**GIVEN RECORDS**.

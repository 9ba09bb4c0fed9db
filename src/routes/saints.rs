use axum::{
    extract::{Query, State},
    routing::get,
    Json, Router,
};

use liturgia_core::SaintOfDay;

use crate::models::{ApiError, ApiResponse, DateQuery};
use crate::state::AppState;

pub fn routes() -> Router<AppState> {
    Router::new().route("/api/saints", get(saints_of_day))
}

/// GET /api/saints?date=YYYY-MM-DD - Saint cards for a day.
async fn saints_of_day(
    State(state): State<AppState>,
    Query(query): Query<DateQuery>,
) -> Result<Json<ApiResponse<Vec<SaintOfDay>>>, ApiError> {
    let saints = state.engine.saints_of_day(query.input()).await?;
    Ok(Json(saints.into()))
}
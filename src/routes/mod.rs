pub mod calendar;
pub mod health;
pub mod saints;

use axum::Router;

use crate::state::AppState;

pub fn create_router(state: AppState) -> Router {
    Router::new()
        .merge(calendar::routes())
        .merge(saints::routes())
        .merge(health::routes())
        .with_state(state)
}
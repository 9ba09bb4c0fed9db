use std::net::SocketAddr;
use std::time::Duration;

use thiserror::Error;

use liturgia_core::{GridOptions, SeasonRules};
use liturgia_engine::EngineOptions;

/// Remote PostgREST table replacing the local SQLite store.
#[derive(Debug, Clone, PartialEq, Eq)]
pub struct RemoteConfig {
    pub url: String,
    pub api_key: String,
}

/// Server configuration, loaded from environment variables.
#[derive(Debug, Clone)]
pub struct Config {
    pub listen_addr: SocketAddr,
    pub database_url: String,
    pub remote: Option<RemoteConfig>,
    pub source_timeout: Duration,
    pub max_events_per_day: usize,
    pub upcoming_days: u32,
    pub season_rules: SeasonRules,
}

impl Config {
    /// Load configuration from environment variables.
    /// DATABASE_URL defaults to "sqlite://liturgia.db"
    pub fn from_env() -> Result<Self, ConfigError> {
        Self::from_lookup(|var| std::env::var(var).ok())
    }

    /// Load configuration from any variable lookup.
    pub fn from_lookup(get: impl Fn(&str) -> Option<String>) -> Result<Self, ConfigError> {
        let set = |var: &str| get(var).filter(|v| !v.trim().is_empty());

        let listen_addr = set("LITURGIA_LISTEN_ADDR")
            .unwrap_or_else(|| "0.0.0.0:3000".to_string())
            .parse()
            .map_err(|_| {
                ConfigError::Invalid("LITURGIA_LISTEN_ADDR", "must be a valid socket address")
            })?;

        let database_url =
            set("DATABASE_URL").unwrap_or_else(|| "sqlite://liturgia.db".to_string());

        let remote = match (set("LITURGIA_REMOTE_URL"), set("LITURGIA_REMOTE_KEY")) {
            (Some(url), Some(api_key)) => Some(RemoteConfig { url, api_key }),
            (Some(_), None) => {
                return Err(ConfigError::Invalid(
                    "LITURGIA_REMOTE_KEY",
                    "required when LITURGIA_REMOTE_URL is set",
                ))
            }
            (None, _) => None,
        };

        let timeout_ms: u64 = match set("LITURGIA_SOURCE_TIMEOUT_MS") {
            Some(v) => v.parse().map_err(|_| {
                ConfigError::Invalid("LITURGIA_SOURCE_TIMEOUT_MS", "must be milliseconds (u64)")
            })?,
            None => 5000,
        };
        if timeout_ms == 0 {
            return Err(ConfigError::Invalid(
                "LITURGIA_SOURCE_TIMEOUT_MS",
                "must be greater than zero",
            ));
        }

        let max_events_per_day = match set("LITURGIA_MAX_EVENTS_PER_DAY") {
            Some(v) => v.parse().map_err(|_| {
                ConfigError::Invalid("LITURGIA_MAX_EVENTS_PER_DAY", "must be a non-negative integer")
            })?,
            None => GridOptions::default().max_per_day,
        };

        let upcoming_days = match set("LITURGIA_UPCOMING_DAYS") {
            Some(v) => v.parse().map_err(|_| {
                ConfigError::Invalid("LITURGIA_UPCOMING_DAYS", "must be a non-negative integer")
            })?,
            None => 30,
        };

        let season_rules = match set("LITURGIA_SEASON_RULES") {
            Some(v) => v.parse().map_err(|_| {
                ConfigError::Invalid("LITURGIA_SEASON_RULES", "must be 'fixed' or 'computus'")
            })?,
            None => SeasonRules::default(),
        };

        Ok(Config {
            listen_addr,
            database_url,
            remote,
            source_timeout: Duration::from_millis(timeout_ms),
            max_events_per_day,
            upcoming_days,
            season_rules,
        })
    }

    pub fn engine_options(&self) -> EngineOptions {
        EngineOptions {
            season_rules: self.season_rules,
            source_timeout: self.source_timeout,
            upcoming_days: self.upcoming_days,
            grid: GridOptions {
                max_per_day: self.max_events_per_day,
                ..GridOptions::default()
            },
            ..EngineOptions::default()
        }
    }
}

#[derive(Error, Debug, Clone, PartialEq, Eq)]
pub enum ConfigError {
    #[error("Invalid value for {0}: {1}")]
    Invalid(&'static str, &'static str),
}

#[cfg(test)]
mod tests {
    use super::*;
    use std::collections::HashMap;

    fn load(vars: &[(&str, &str)]) -> Result<Config, ConfigError> {
        let vars: HashMap<String, String> = vars
            .iter()
            .map(|(k, v)| (k.to_string(), v.to_string()))
            .collect();
        Config::from_lookup(|var| vars.get(var).cloned())
    }

    #[test]
    fn test_defaults() {
        let config = load(&[]).unwrap();
        assert_eq!(config.listen_addr.to_string(), "0.0.0.0:3000");
        assert_eq!(config.database_url, "sqlite://liturgia.db");
        assert!(config.remote.is_none());
        assert_eq!(config.source_timeout, Duration::from_secs(5));
        assert_eq!(config.max_events_per_day, 2);
        assert_eq!(config.upcoming_days, 30);
        assert_eq!(config.season_rules, SeasonRules::FixedMonths);
    }

    #[test]
    fn test_overrides() {
        let config = load(&[
            ("LITURGIA_REMOTE_URL", "https://example.org"),
            ("LITURGIA_REMOTE_KEY", "anon"),
            ("LITURGIA_SOURCE_TIMEOUT_MS", "1500"),
            ("LITURGIA_MAX_EVENTS_PER_DAY", "4"),
            ("LITURGIA_SEASON_RULES", "computus"),
        ])
        .unwrap();
        assert_eq!(config.remote.as_ref().unwrap().api_key, "anon");
        let options = config.engine_options();
        assert_eq!(options.source_timeout, Duration::from_millis(1500));
        assert_eq!(options.grid.max_per_day, 4);
        assert_eq!(options.season_rules, SeasonRules::Computus);
    }

    #[test]
    fn test_invalid_values() {
        assert_eq!(
            load(&[("LITURGIA_REMOTE_URL", "https://example.org")]).unwrap_err(),
            ConfigError::Invalid(
                "LITURGIA_REMOTE_KEY",
                "required when LITURGIA_REMOTE_URL is set"
            )
        );
        assert!(load(&[("LITURGIA_LISTEN_ADDR", "nowhere")]).is_err());
        assert!(load(&[("LITURGIA_SOURCE_TIMEOUT_MS", "0")]).is_err());
        assert!(load(&[("LITURGIA_SEASON_RULES", "lunar")]).is_err());
        assert!(load(&[("LITURGIA_UPCOMING_DAYS", "-3")]).is_err());
    }
}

**EXERCISE BRIEF**.
Scan the material above for the word "example". Copy each line where it occurs.

**EXPECTED ANSWER**.
            ("LITURGIA_REMOTE_URL", "https://example.org"),
            load(&[("LITURGIA_REMOTE_URL", "https://example.org")]).unwrap_err(),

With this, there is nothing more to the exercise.